Re: [PATCH] __gconv_translit_find: Actually append ".so" to module name [BZ #17187]
- From: "Joseph S. Myers" <joseph at codesourcery dot com>
- To: Tavis Ormandy <taviso at google dot com>
- Cc: Florian Weimer <fweimer at redhat dot com>, Roland McGrath <roland at hack dot frob dot com>, GNU C Library <libc-alpha at sourceware dot org>
- Date: Thu, 31 Jul 2014 20:28:54 +0000
- Subject: Re: [PATCH] __gconv_translit_find: Actually append ".so" to module name [BZ #17187]

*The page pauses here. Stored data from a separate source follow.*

//! Device-specific extraction strategies, looked up by device name.
//!
//! Adding support for a device means implementing [`DeviceHandler`] and
//! registering it; the dispatch in [`crate::Extractor`] never changes.
//! Devices without a handler (configured-only devices such as a wheelchair)
//! resolve to [`NoopHandler`].

use std::collections::HashMap;
use std::sync::Arc;
use tracing::{debug, info};

use super::patterns::{AHI_VALUE, FLOW_RATE, capture};
use super::result::ExtractionResult;
use crate::device::{CPAP, OXYGEN_TANK};
use crate::util::FoldedText;

/// Extracts the fields that only make sense for one kind of device.
pub trait DeviceHandler: Send + Sync {
    /// The device name this handler is registered under.
    fn device(&self) -> &str;

    /// Fill device-specific fields of `result`. Must not touch fields that
    /// belong to other devices.
    fn extract(&self, note: &FoldedText<'_>, result: &mut ExtractionResult);
}

/// Handler for devices with no specific fields.
#[derive(Debug, Clone, Copy, Default)]
pub struct NoopHandler;

impl DeviceHandler for NoopHandler {
    fn device(&self) -> &'static str {
        ""
    }

    fn extract(&self, _note: &FoldedText<'_>, result: &mut ExtractionResult) {
        debug!("No specific extraction logic for device type: {}", result.device);
    }
}

static NOOP: NoopHandler = NoopHandler;

/// Mask type, humidifier add-on and AHI qualifier.
#[derive(Debug, Clone, Copy, Default)]
pub struct CpapHandler;

impl CpapHandler {
    /// More specific phrases come before the generic ones they contain.
    const MASK_TYPES: [&'static str; 3] = ["full face", "nasal pillow", "nasal"];
    const HUMIDIFIERS: [&'static str; 2] = ["heated humidifier", "humidifier"];
    const AHI_THRESHOLD: &'static str = "AHI > 20";

    fn qualifier(note: &FoldedText<'_>) -> Option<String> {
        if note.contains(Self::AHI_THRESHOLD) {
            return Some(Self::AHI_THRESHOLD.to_string());
        }
        if note.contains("AHI:") {
            return capture(&AHI_VALUE, note.raw()).map(|value| format!("AHI: {value}"));
        }
        None
    }
}

impl DeviceHandler for CpapHandler {
    fn device(&self) -> &'static str {
        CPAP
    }

    fn extract(&self, note: &FoldedText<'_>, result: &mut ExtractionResult) {
        debug!("Extracting CPAP-specific data");

        if let Some(mask) = Self::MASK_TYPES.iter().find(|m| note.contains(m)) {
            debug!("Identified CPAP mask type: {mask}");
            result.mask_type = Some((*mask).to_string());
        }

        // The humidifier variants are exclusive: record at most one.
        if let Some(add_on) = Self::HUMIDIFIERS.iter().find(|h| note.contains(h)) {
            debug!("Identified CPAP add-on: {add_on}");
            result.add_ons.insert((*add_on).to_string());
        }

        if let Some(qualifier) = Self::qualifier(note) {
            debug!("Identified CPAP qualifier: {qualifier}");
            result.qualifier = Some(qualifier);
        }
    }
}

/// Flow rate and usage scenarios.
#[derive(Debug, Clone, Copy, Default)]
pub struct OxygenHandler;

impl OxygenHandler {
    /// Reported in this order, not in order of appearance.
    const USAGE_SCENARIOS: [&'static str; 4] = ["sleep", "exertion", "continuous", "as needed"];
}

impl DeviceHandler for OxygenHandler {
    fn device(&self) -> &'static str {
        OXYGEN_TANK
    }

    fn extract(&self, note: &FoldedText<'_>, result: &mut ExtractionResult) {
        debug!("Extracting Oxygen Tank-specific data");

        if let Some(rate) = capture(&FLOW_RATE, note.raw()) {
            let liters = format!("{rate} L");
            debug!("Identified oxygen flow rate: {liters}");
            result.liters = Some(liters);
        }

        let scenarios: Vec<&str> = Self::USAGE_SCENARIOS
            .into_iter()
            .filter(|s| note.contains(s))
            .collect();
        if !scenarios.is_empty() {
            let usage = scenarios.join(" and ");
            debug!("Identified oxygen usage: {usage}");
            result.usage = Some(usage);
        }
    }
}

/// Device name to handler lookup.
pub struct HandlerRegistry {
    handlers: HashMap<String, Arc<dyn DeviceHandler>>,
}

impl HandlerRegistry {
    /// A registry with no handlers; every device resolves to [`NoopHandler`].
    #[must_use]
    pub fn new() -> Self {
        Self {
            handlers: HashMap::new(),
        }
    }

    /// The CPAP and oxygen handlers.
    #[must_use]
    pub fn with_defaults() -> Self {
        let mut registry = Self::new();
        registry.register(Arc::new(CpapHandler));
        registry.register(Arc::new(OxygenHandler));
        registry
    }

    /// Register `handler`, replacing any handler for the same device.
    pub fn register(&mut self, handler: Arc<dyn DeviceHandler>) {
        info!("Registering extraction handler: {}", handler.device());
        self.handlers.insert(handler.device().to_string(), handler);
    }

    #[must_use]
    pub fn get(&self, device: &str) -> &dyn DeviceHandler {
        match self.handlers.get(device) {
            Some(handler) => handler.as_ref(),
            None => &NOOP,
        }
    }

    #[must_use]
    pub fn contains(&self, device: &str) -> bool {
        self.handlers.contains_key(device)
    }

    #[must_use]
    pub fn list(&self) -> Vec<String> {
        let mut names: Vec<String> = self.handlers.keys().cloned().collect();
        names.sort();
        names
    }
}

impl Default for HandlerRegistry {
    fn default() -> Self {
        Self::with_defaults()
    }
}

impl std::fmt::Debug for HandlerRegistry {
    fn fmt(&self, f: &mut std::fmt::Formatter<'_>) -> std::fmt::Result {
        f.debug_struct("HandlerRegistry")
            .field("devices", &self.list())
            .finish()
    }
}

- Authentication-results: sourceware.org; auth=none
- References: <53CD0F15 dot 3030806 at redhat dot com> <20140728230221 dot 66D7A2C3994 at topped-with-meat dot com> <53D73636 dot 7060207 at redhat dot com> <CAJ_zFkJLdEpJzKSM3HDN6PuVriTd4vKNqq=EubtCR5qqvt1U8g at mail dot gmail dot com> <53D7F076 dot 9010505 at redhat dot com> <CAJ_zFk+biAoGh=v1AtVF_E2Kvg=yZbUpZ9i6h4QwF3M6_XGkoQ at mail dot gmail dot com>
On Thu, 31 Jul 2014, Tavis Ormandy wrote:
> Additionally, the DST expansion looks like it's vulnerable to an
> integer overflow on 32-bit, perhaps not exploitable on Fedora where
> $PLATFORM and $LIB don't expand to very big strings, but on Debian
> $LIB is "x86_64-linux-gnu" which is a 4x increase. Obviously that
> wouldn't matter very much if you can't get a DST expanded by a setuid
> boundary, but there are at least a few where you can via gconv (sudo,
> pkexec, etc).
If this is about strings from the environment, note that the Linux kernel
limits such strings to a length of MAX_ARG_STRLEN == (PAGE_SIZE * 32). So
you'd also need a large page size for such an exploit on Linux (but of
course we should fix integer overflows even if they aren't exploitable on
some glibc platforms).
--
Joseph S. Myers
joseph@codesourcery.com